Abstract:
A leak-before-break (LBB) concept was developed for composite pressure
vessels (CPVs) to achieve a safe, predictable and controllable way of failure
preventing the consequences of a catastrophic rupture. Artificial defects were
introduced in the structure in prearranged patterns, acting as weak areas and
enforcing failure initiation and propagation from these locations. A continuum
damage constitutive model was developed through testing and simulation of
tensile and compression specimens at [0°]8, specimens under cyclic in-plane
shear at [±45°]2s, [+45°]₈ and [±67.5°]₂s as well as out-of-plane specimens at [0°]₁₀
and [0°]₁₂. A methodology was established for the introduction of artificial defects
in the composite material for its failure control considering fibre cuts and
interfacial defects. The LBB concept was investigated through the simulation of
the behaviour of CPVs including defects under internal pressurisation. The
assessment of the LBB behaviour was based on the ability to discern between
the occurrence of two leakages; the first associated to the leakage phenomenon
for pressure relief in the case of over-pressurisation and the second
corresponding to ultimate failure. The influence of size and degree of damage
induced through the defects was investigated, as well as the use of local
reinforcing patches to enhance the LBB behaviour.
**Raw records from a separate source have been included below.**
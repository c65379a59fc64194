//! The component base contract and the identifiers that replace cyclic
//! component→simulator back-pointers.

use crate::time::SimulationTime;

/// Identifies a [`Simulator`](crate::simulation::Simulator) instance.
///
/// Ports, links and timers are stamped with the id of the simulator they are
/// registered to, so that [`Simulator::connect`](crate::simulation::Simulator::connect)
/// can reject a link and port that belong to different simulators
/// (`SimulatorMismatch`) without either side holding an actual reference to
/// the other's simulator.
#[derive(Clone, Copy, Debug, PartialEq, Eq, Hash)]
pub struct SimulatorId(pub(crate) u64);

/// A dense index identifying a registered component within its simulator's
/// arena.
///
/// This is an arena-and-indices replacement for a back-pointer from a port,
/// link or timer to its owning component.
#[derive(Clone, Copy, Debug, PartialEq, Eq, Hash)]
pub struct ComponentId(pub(crate) usize);

/// The `(simulator, component)` pair stamped onto every port, link and timer
/// at registration time.
///
/// This is what `register_endpoints` writes into each endpoint in place of
/// a structural-reflection field walk.
#[derive(Clone, Copy, Debug, PartialEq, Eq, Hash)]
pub struct EndpointId {
    pub(crate) simulator: SimulatorId,
    pub(crate) component: ComponentId,
}

/// A by-value handle threaded through `tick` and into `send`/`set` calls.
///
/// `TickContext` replaces the back-reference a link or timer would otherwise
/// need to read "the current time" from its owning component's simulator.
/// It carries only what a tick body needs: the current time, plus the
/// identity of the driving simulator for any future call site that needs it
/// (cross-simulator `send`/`set` is already rejected earlier, at `connect`
/// time, via `SimulatorMismatch`).
#[derive(Clone, Copy, Debug)]
pub struct TickContext {
    pub(crate) time: SimulationTime,
    #[allow(dead_code)]
    pub(crate) simulator: SimulatorId,
}

impl TickContext {
    pub(crate) fn new(time: SimulationTime, simulator: SimulatorId) -> Self {
        TickContext { time, simulator }
    }

    /// The simulator's current time at the moment this tick started.
    ///
    /// Captured once per tick: sends issued mid-tick never change which
    /// messages a component's own drain sees, since link latency is always
    /// `>= 1` and cannot land in the same tick.
    pub fn current_time(&self) -> SimulationTime {
        self.time
    }
}

/// An endpoint that can be bound to a `(simulator, component)` pair.
///
/// Implemented by [`Port`](crate::port::Port), [`Link`](crate::link::Link),
/// [`BroadcastLink`](crate::link::BroadcastLink), [`BatchLink`](crate::link::BatchLink)
/// and [`Timer`](crate::timer::Timer). `register_endpoints` implementations
/// walk every field of this kind (directly or inside a `Vec`) and call
/// `bind` on each, which is the hand-written stand-in for compile-time
/// field reflection.
pub trait Endpoint {
    /// Stamps this endpoint with its owner's identity. Called exactly once,
    /// by `Simulator::register`.
    fn bind(&mut self, id: EndpointId);

    /// The `(simulator, component)` pair this endpoint was stamped with, if
    /// it has been registered.
    fn endpoint_id(&self) -> Option<EndpointId>;
}

/// The polymorphic capability every registered simulation component
/// implements.
///
/// This trait is a dynamic-dispatch replacement for inheritance-based
/// component bases with overridable `tick`/`next_wake`: the simulator holds
/// components as `Box<dyn Component>` in a dense arena, keyed by
/// [`ComponentId`].
///
/// Hand-written implementations are legal, but the common case is to use the
/// [`component!`](crate::component!) macro, which derives `tick`,
/// `next_wake`, and `register_endpoints` from a declarative description of a
/// struct's ports, links and timers.
pub trait Component {
    /// Stamps every port, link and timer this component owns with `id`.
    ///
    /// The default implementation does nothing, which is correct for
    /// components with no endpoints at all: a component with no ports is
    /// legal and simply never wakes.
    fn register_endpoints(&mut self, id: EndpointId) {
        let _ = id;
    }

    /// Runs one tick. `is_startup` and `is_shutdown` select the run loop's
    /// three phases; at most one of them is `true`.
    ///
    /// The default implementation is a no-op.
    fn tick(&mut self, cx: &TickContext, is_startup: bool, is_shutdown: bool) {
        let _ = (cx, is_startup, is_shutdown);
    }

    /// The earliest time this component must next be ticked, or `NO_EVENT`.
    ///
    /// Must equal the minimum of `peek_time()` across every port and timer
    /// the component owns. The [`component!`](crate::component!) macro
    /// derives this automatically; hand-written components must maintain it
    /// themselves.
    fn next_wake(&self) -> SimulationTime;
}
The most suitable design for
the optimal function of the LBB behaviour involves a circular fibre cut defective
area of 87.5% fibre cut damage which results in a clear separation between leak
and damage by a pressure difference of about 280 bar. The selected case was
used for the manufacturing of a closed-end loaded composite pipe to validate the
concept. The results of the testing showed that leakage did not occur from the
introduced weak points due to manufacturing defects; however, the prediction of
the damage initiation from the introduced defects was accurately identified with a
difference of 2% compared to the simulation results.